On the eighth or ninth day of his sickness — Williams-Rolle’s isn’t exactly sure when — he went back to the emergency room because he was having trouble breathing.
“It was almost like I was gasping to get air. I would literally be laying down and. … I just felt like I wasn’t getting enough air coming through my system. There was a lot of tightness in my chest,” he said.
That symptom finally warranted a coronavirus test, which came back positive. Williams-Rolle learned during that hospital visit he had developed pneumonia in his left lung, a complication of coronavirus. He was given antibiotics to treat the pneumonia.
It took four or five days for the antibiotics to work, but they did.
By the 15th day, Williams-Rolle had gotten to the point where he was “starting to feel more alive and actually wanting to engage a little bit more.”
Two days later, he felt so much better he started working from home again.
Not unlike many people who have been sick with coronavirus, Williams-Rolle can only guess how he contracted the disease that left him bed-ridden for more than two weeks. He said he was still working in the office and working out in the gym up to two weeks before he got sick “because things hadn’t closed at that point.”
“When things had shut down, all I had done was go to the grocery store. My job is located Downtown. I was taking the train there. The possibilities are almost endless,” he said.
Now that he’s on the other side of it, Williams-Rolle has shared his experiences with friends and family and on Facebook to dispel misinformation.
“I’m 30 and I’m a very active person. I’ve done half marathons. I work out very often. So one big thing, and I told my friends this, age clearly doesn’t matter, and activity and health level doesn’t particularly matter, either,” he said. “I still ended up very sick.”
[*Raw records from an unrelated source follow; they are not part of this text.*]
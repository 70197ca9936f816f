pub mod logical_plan;
pub use logical_plan::*;

pub mod subquery_alias;
pub use subquery_alias::*;

pub mod aggregate_call;
pub use aggregate_call::*;

pub mod agg_phase;
pub use agg_phase::*;

pub mod agg_mode;
pub use agg_mode::*;

pub mod aggregate_descriptor;
pub use aggregate_descriptor::*;
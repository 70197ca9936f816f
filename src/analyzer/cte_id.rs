use std::fmt::Display;

use serde::{Deserialize, Serialize};

/// Identity of one registered CTE, stable for the scope's lifetime.
///
/// Plan nodes refer back to a CTE through its id instead of holding the scope.
#[derive(Debug, Clone, Copy, PartialEq, Eq, Hash, PartialOrd, Ord, Deserialize, Serialize)]
pub struct CteId(u32);

impl CteId {
    /// Id of a root scope, which defines no CTE.
    pub const DEFAULT: CteId = CteId(0);

    pub fn new(id: u32) -> Self {
        Self(id)
    }

    pub fn as_u32(&self) -> u32 {
        self.0
    }
}

impl Default for CteId {
    fn default() -> Self {
        Self::DEFAULT
    }
}

impl Display for CteId {
    fn fmt(&self, f: &mut std::fmt::Formatter<'_>) -> std::fmt::Result {
        write!(f, "cte#{}", self.0)
    }
}

/// Hands out the ids of one statement's CTEs: 1, 2, 3, ...
#[derive(Debug, Default, Clone, PartialEq)]
pub struct CteIdGenerator {
    pub current: Option<CteId>,
}

impl CteIdGenerator {
    pub fn new() -> Self {
        Self { current: None }
    }
}

impl Iterator for CteIdGenerator {
    type Item = CteId;
    fn next(&mut self) -> Option<Self::Item> {
        let item = match self.current {
            Some(CteId(u32::MAX)) => return None,
            Some(CteId(id)) => CteId(id + 1),
            None => CteId(1),
        };

        self.current = Some(item);
        Some(item)
    }
}
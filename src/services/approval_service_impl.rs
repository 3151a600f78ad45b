//! `SeaORM` implementation of the `ApprovalService` trait.

use async_trait::async_trait;
use tokio::sync::broadcast;
use tracing::info;

use crate::db::{Resolution, Store};
use crate::domain::events::ChangeEvent;
use crate::services::approval_service::{ApprovalError, ApprovalService, FacilityOption};
use crate::services::auth_service::ProfileInfo;

pub struct SeaOrmApprovalService {
    store: Store,
    event_bus: broadcast::Sender<ChangeEvent>,
}

impl SeaOrmApprovalService {
    #[must_use]
    pub const fn new(store: Store, event_bus: broadcast::Sender<ChangeEvent>) -> Self {
        Self { store, event_bus }
    }

    fn finish(&self, profile_id: i32, resolution: Resolution) -> Result<ProfileInfo, ApprovalError> {
        match resolution {
            Resolution::Resolved(profile) => {
                let _ = self.event_bus.send(ChangeEvent::ProfileUpdated { profile_id });
                Ok(profile.into())
            }
            Resolution::NotFound => Err(ApprovalError::ProfileNotFound(profile_id)),
            Resolution::AlreadyResolved(status) => Err(ApprovalError::AlreadyResolved {
                id: profile_id,
                status,
            }),
        }
    }
}

#[async_trait]
impl ApprovalService for SeaOrmApprovalService {
    async fn list_pending(&self) -> Result<Vec<ProfileInfo>, ApprovalError> {
        let profiles = self.store.list_pending_profiles().await?;
        Ok(profiles.into_iter().map(ProfileInfo::from).collect())
    }

    async fn facility_options(&self) -> Result<Vec<FacilityOption>, ApprovalError> {
        let options = self.store.facility_options().await?;
        Ok(options
            .into_iter()
            .map(|(id, name)| FacilityOption { id, name })
            .collect())
    }

    async fn approve(
        &self,
        profile_id: i32,
        facility_id: Option<i32>,
    ) -> Result<ProfileInfo, ApprovalError> {
        let Some(facility_id) = facility_id else {
            return Err(ApprovalError::Validation(
                "Select a facility to assign before approving".to_string(),
            ));
        };

        if !self.store.facility_exists(facility_id).await? {
            return Err(ApprovalError::FacilityNotFound(facility_id));
        }

        let resolution = self.store.approve_profile(profile_id, facility_id).await?;
        let profile = self.finish(profile_id, resolution)?;

        info!(profile_id, facility_id, "Profile approved");
        Ok(profile)
    }

    async fn reject(&self, profile_id: i32) -> Result<ProfileInfo, ApprovalError> {
        let resolution = self.store.reject_profile(profile_id).await?;
        let profile = self.finish(profile_id, resolution)?;

        info!(profile_id, "Profile rejected");
        Ok(profile)
    }
}
use axum::{
    Json,
    extract::{Query, State},
};
use serde::Deserialize;
use std::sync::Arc;

use super::validation::{validate_page, validate_page_size};
use super::{ApiError, ApiResponse, AppState};
use crate::domain::FacilityStatus;
use crate::services::{LogPage, TrendPoint};

#[derive(Debug, Deserialize)]
pub struct LogQuery {
    #[serde(default = "default_page")]
    pub page: u64,
    #[serde(default = "default_page_size")]
    pub page_size: u64,
    pub status: Option<FacilityStatus>,
}

const fn default_page() -> u64 {
    1
}

const fn default_page_size() -> u64 {
    50
}

/// GET /logs
/// Event log, newest first.
pub async fn get_logs(
    State(state): State<Arc<AppState>>,
    Query(query): Query<LogQuery>,
) -> Result<Json<ApiResponse<LogPage>>, ApiError> {
    let page = validate_page(query.page)?;
    let page_size = validate_page_size(query.page_size)?;

    let logs = state
        .facility_service()
        .logs(page, page_size, query.status)
        .await?;
    Ok(Json(ApiResponse::success(logs)))
}

/// GET /logs/weekly
pub async fn get_weekly_trend(
    State(state): State<Arc<AppState>>,
) -> Result<Json<ApiResponse<Vec<TrendPoint>>>, ApiError> {
    let trend = state.facility_service().weekly_trend().await?;
    Ok(Json(ApiResponse::success(trend)))
}
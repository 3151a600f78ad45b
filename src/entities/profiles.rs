use sea_orm::entity::prelude::*;
use serde::Serialize;

use crate::domain::{ApprovalStatus, Role};

#[derive(Clone, Debug, PartialEq, Eq, DeriveEntityModel, Serialize)]
#[sea_orm(table_name = "profiles")]
pub struct Model {
    /// Same value as the owning account id.
    #[sea_orm(primary_key, auto_increment = false)]
    pub id: i32,

    pub email: String,

    pub role: Role,

    pub status: ApprovalStatus,

    #[sea_orm(nullable)]
    pub facility_id: Option<i32>,

    #[sea_orm(nullable)]
    pub nickname: Option<String>,

    #[sea_orm(nullable)]
    pub phone: Option<String>,

    pub created_at: String,

    pub updated_at: String,
}

#[derive(Copy, Clone, Debug, EnumIter, DeriveRelation)]
pub enum Relation {
    #[sea_orm(
        belongs_to = "super::accounts::Entity",
        from = "Column::Id",
        to = "super::accounts::Column::Id",
        on_delete = "Cascade"
    )]
    Account,
    #[sea_orm(
        belongs_to = "super::facilities::Entity",
        from = "Column::FacilityId",
        to = "super::facilities::Column::Id",
        on_delete = "SetNull"
    )]
    Facility,
}

impl Related<super::accounts::Entity> for Entity {
    fn to() -> RelationDef {
        Relation::Account.def()
    }
}

impl Related<super::facilities::Entity> for Entity {
    fn to() -> RelationDef {
        Relation::Facility.def()
    }
}

impl ActiveModelBehavior for ActiveModel {}
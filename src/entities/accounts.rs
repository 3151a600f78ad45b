use sea_orm::entity::prelude::*;

#[derive(Clone, Debug, PartialEq, Eq, DeriveEntityModel)]
#[sea_orm(table_name = "accounts")]
pub struct Model {
    #[sea_orm(primary_key)]
    pub id: i32,

    /// Lowercased login email
    #[sea_orm(unique)]
    pub email: String,

    /// Argon2id password hash
    pub password_hash: String,

    pub created_at: String,
}

#[derive(Copy, Clone, Debug, EnumIter, DeriveRelation)]
pub enum Relation {
    #[sea_orm(has_one = "super::profiles::Entity")]
    Profile,
}

impl Related<super::profiles::Entity> for Entity {
    fn to() -> RelationDef {
        Relation::Profile.def()
    }
}

impl ActiveModelBehavior for ActiveModel {}
//! CLI module - Command-line interface for AITMUS
//!
//! This module provides a structured CLI using clap for argument parsing.

mod commands;

use clap::{Parser, Subcommand};

/// AITMUS - Facility monitoring dashboard
/// Live facility status, event log and sign-up approval
#[derive(Parser)]
#[command(name = "aitmus")]
#[command(author, version, about, long_about = None)]
pub struct Cli {
    #[command(subcommand)]
    pub command: Option<Commands>,
}

#[derive(Subcommand)]
pub enum Commands {
    /// Start the web server
    #[command(alias = "daemon", alias = "-d")]
    Serve,

    /// Create default config file
    #[command(alias = "--init")]
    Init,

    /// Create an approved super administrator, or promote an existing account
    CreateAdmin {
        /// Login email
        email: String,
        /// Password (prompted when omitted)
        #[arg(long)]
        password: Option<String>,
    },

    /// Manage monitored facilities
    Facility {
        #[command(subcommand)]
        command: FacilityCommands,
    },

    /// Review sign-up requests
    Users {
        #[command(subcommand)]
        command: UserCommands,
    },
}

#[derive(Subcommand)]
pub enum FacilityCommands {
    /// Register a facility
    Add {
        /// Display name
        #[arg(long)]
        name: String,
        /// Street address
        #[arg(long, default_value = "")]
        address: String,
        /// Latitude
        #[arg(long, allow_hyphen_values = true)]
        lat: f64,
        /// Longitude
        #[arg(long, allow_hyphen_values = true)]
        lng: f64,
    },
    /// List facilities and their status
    #[command(alias = "ls")]
    List,
}

#[derive(Subcommand)]
pub enum UserCommands {
    /// List pending sign-ups
    #[command(alias = "ls")]
    Pending,
    /// Approve a pending sign-up and assign it to a facility
    Approve {
        /// Profile ID
        id: i32,
        /// Facility to assign
        #[arg(long)]
        facility: Option<i32>,
        /// Skip the confirmation prompt
        #[arg(short, long)]
        yes: bool,
    },
    /// Reject a pending sign-up
    Reject {
        /// Profile ID
        id: i32,
        /// Skip the confirmation prompt
        #[arg(short, long)]
        yes: bool,
    },
}

pub use commands::*;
Besides medicine for the pneumonia, Williams-Rolle said the only things that eased his symptoms were an inhaler — he had asthma as a child — and a humidifier from Walgreens.
“I found this little steaming device that I had delivered from Walgreens that worked miracles in terms of loosening things up,” he said.
He also did “light yoga activities” like meditation when he could.
“You can’t leave your house, but I think it’s important not to lay down for the entire duration of the illness,” he said. “It helped mentally.”
One thing people may not realize about the virus, Williams-Rolle said, is once you have it, time moves “as slow as molasses” and “nothing helps to speed it up.”
Williams-Rolle lives with one roommate. Despite their close proximity, his roommate managed to not get sick.
He said that’s likely because she was adamant about disinfecting and because they have a large apartment with two bathrooms.
“That second bathroom was life-saving,” he said.
Williams-Rolle said it was what happened outside of his apartment that was particularly challenging. Trying to get tested twice before before doctors agreed to screen him for the disease took a physical and emotional toll.
“That was toward the beginning when I was watching the news a lot,” he said. “It was just really getting to me mentally and thinking about the shortness of breath. ‘Am I going to end up on a ventilator? What’s that going to be like?’ Coupled with the fact that you can’t have family with you if you do end up in the emergency room. It’s a horrible feeling thinking about what all could go wrong with this.”
Since Williams-Rolle was sick, testing has dramatically increased in Illinois.
But he fears there still may be gaps in testing throughout the Black community.
“I would definitely urge more testing, more education in minority communities,” he said.